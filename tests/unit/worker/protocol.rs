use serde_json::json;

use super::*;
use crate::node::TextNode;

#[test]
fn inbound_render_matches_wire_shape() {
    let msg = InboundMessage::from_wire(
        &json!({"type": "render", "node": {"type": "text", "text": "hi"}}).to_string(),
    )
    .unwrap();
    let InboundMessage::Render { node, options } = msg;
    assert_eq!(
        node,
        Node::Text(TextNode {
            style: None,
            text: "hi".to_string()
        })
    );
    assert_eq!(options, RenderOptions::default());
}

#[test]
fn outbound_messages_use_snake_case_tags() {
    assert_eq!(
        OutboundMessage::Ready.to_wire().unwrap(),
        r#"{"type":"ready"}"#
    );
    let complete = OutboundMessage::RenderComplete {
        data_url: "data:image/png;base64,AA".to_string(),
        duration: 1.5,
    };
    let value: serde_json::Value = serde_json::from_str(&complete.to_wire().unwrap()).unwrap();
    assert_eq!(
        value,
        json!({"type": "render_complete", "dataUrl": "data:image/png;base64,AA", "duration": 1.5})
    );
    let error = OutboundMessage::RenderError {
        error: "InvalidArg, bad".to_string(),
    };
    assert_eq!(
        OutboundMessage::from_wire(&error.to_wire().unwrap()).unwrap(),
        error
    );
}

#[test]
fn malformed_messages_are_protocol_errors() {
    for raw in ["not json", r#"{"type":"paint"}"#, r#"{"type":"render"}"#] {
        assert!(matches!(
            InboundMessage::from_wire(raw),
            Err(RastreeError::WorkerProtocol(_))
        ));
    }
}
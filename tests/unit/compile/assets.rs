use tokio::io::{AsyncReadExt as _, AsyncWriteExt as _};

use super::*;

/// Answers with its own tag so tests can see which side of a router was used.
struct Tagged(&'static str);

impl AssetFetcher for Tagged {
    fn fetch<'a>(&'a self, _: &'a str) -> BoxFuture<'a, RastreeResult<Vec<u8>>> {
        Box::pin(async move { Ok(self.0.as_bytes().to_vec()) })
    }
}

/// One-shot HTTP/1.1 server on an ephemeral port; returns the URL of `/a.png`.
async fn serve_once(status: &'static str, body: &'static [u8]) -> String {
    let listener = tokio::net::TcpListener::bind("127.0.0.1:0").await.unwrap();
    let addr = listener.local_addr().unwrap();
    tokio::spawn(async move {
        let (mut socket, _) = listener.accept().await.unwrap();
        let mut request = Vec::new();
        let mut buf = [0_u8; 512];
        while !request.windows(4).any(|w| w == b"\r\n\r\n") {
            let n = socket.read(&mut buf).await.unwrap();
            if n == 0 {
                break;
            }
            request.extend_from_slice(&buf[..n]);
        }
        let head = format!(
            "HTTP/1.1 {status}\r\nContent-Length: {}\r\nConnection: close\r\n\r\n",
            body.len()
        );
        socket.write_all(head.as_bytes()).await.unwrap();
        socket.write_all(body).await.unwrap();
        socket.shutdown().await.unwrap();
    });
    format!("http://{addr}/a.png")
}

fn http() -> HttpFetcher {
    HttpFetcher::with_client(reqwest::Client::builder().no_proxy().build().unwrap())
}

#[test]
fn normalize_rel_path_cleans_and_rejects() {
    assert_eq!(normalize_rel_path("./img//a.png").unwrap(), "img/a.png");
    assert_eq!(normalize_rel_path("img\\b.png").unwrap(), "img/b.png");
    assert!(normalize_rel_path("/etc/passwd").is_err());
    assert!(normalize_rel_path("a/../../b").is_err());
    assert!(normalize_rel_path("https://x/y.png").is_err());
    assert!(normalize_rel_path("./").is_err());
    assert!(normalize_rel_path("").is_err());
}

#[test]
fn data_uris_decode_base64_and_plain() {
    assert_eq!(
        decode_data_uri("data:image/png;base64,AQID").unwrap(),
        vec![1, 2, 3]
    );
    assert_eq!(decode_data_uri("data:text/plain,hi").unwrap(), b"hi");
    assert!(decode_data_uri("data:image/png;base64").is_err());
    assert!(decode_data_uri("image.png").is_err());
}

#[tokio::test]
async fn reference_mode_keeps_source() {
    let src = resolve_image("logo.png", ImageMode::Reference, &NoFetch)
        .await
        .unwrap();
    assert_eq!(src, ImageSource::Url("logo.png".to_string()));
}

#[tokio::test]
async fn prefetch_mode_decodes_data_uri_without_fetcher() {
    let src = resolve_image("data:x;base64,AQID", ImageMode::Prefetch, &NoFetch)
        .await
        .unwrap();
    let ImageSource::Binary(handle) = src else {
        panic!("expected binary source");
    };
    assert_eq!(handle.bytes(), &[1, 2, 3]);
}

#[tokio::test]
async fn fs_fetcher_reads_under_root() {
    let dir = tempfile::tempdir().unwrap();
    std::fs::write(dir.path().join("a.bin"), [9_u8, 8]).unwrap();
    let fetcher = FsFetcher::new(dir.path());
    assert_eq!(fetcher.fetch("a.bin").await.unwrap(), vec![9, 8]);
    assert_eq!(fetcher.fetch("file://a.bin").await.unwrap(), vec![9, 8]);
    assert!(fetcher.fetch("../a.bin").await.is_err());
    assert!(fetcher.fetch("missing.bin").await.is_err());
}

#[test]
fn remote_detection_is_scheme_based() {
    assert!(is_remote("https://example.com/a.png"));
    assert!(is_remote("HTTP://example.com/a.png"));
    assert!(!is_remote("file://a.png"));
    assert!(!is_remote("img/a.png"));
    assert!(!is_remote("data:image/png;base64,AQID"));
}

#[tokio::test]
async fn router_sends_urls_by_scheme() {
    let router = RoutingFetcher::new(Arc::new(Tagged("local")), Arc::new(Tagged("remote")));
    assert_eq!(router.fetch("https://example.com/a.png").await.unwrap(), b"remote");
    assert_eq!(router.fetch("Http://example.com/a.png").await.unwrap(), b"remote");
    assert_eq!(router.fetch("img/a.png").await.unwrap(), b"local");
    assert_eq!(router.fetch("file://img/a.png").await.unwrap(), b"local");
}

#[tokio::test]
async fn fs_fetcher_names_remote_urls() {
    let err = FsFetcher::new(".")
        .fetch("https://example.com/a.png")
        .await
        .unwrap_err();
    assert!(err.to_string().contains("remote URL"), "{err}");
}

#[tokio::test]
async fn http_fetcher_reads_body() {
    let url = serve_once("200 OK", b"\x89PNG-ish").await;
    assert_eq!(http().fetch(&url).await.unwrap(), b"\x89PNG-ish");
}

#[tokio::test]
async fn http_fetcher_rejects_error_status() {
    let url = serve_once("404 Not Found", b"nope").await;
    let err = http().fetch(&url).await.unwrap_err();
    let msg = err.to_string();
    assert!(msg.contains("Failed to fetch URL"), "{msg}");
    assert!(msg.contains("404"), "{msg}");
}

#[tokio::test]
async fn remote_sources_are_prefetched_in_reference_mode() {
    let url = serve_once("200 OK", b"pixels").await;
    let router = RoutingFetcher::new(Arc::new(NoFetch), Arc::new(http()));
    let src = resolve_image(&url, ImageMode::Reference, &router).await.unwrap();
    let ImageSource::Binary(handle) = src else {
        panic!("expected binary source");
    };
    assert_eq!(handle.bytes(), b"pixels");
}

+++++

> **Work item**:
Please copy out each line of the listing above that contains the string "listener".

> **Result**:
    let listener = tokio::net::TcpListener::bind("127.0.0.1:0").await.unwrap();
    let addr = listener.local_addr().unwrap();
        let (mut socket, _) = listener.accept().await.unwrap();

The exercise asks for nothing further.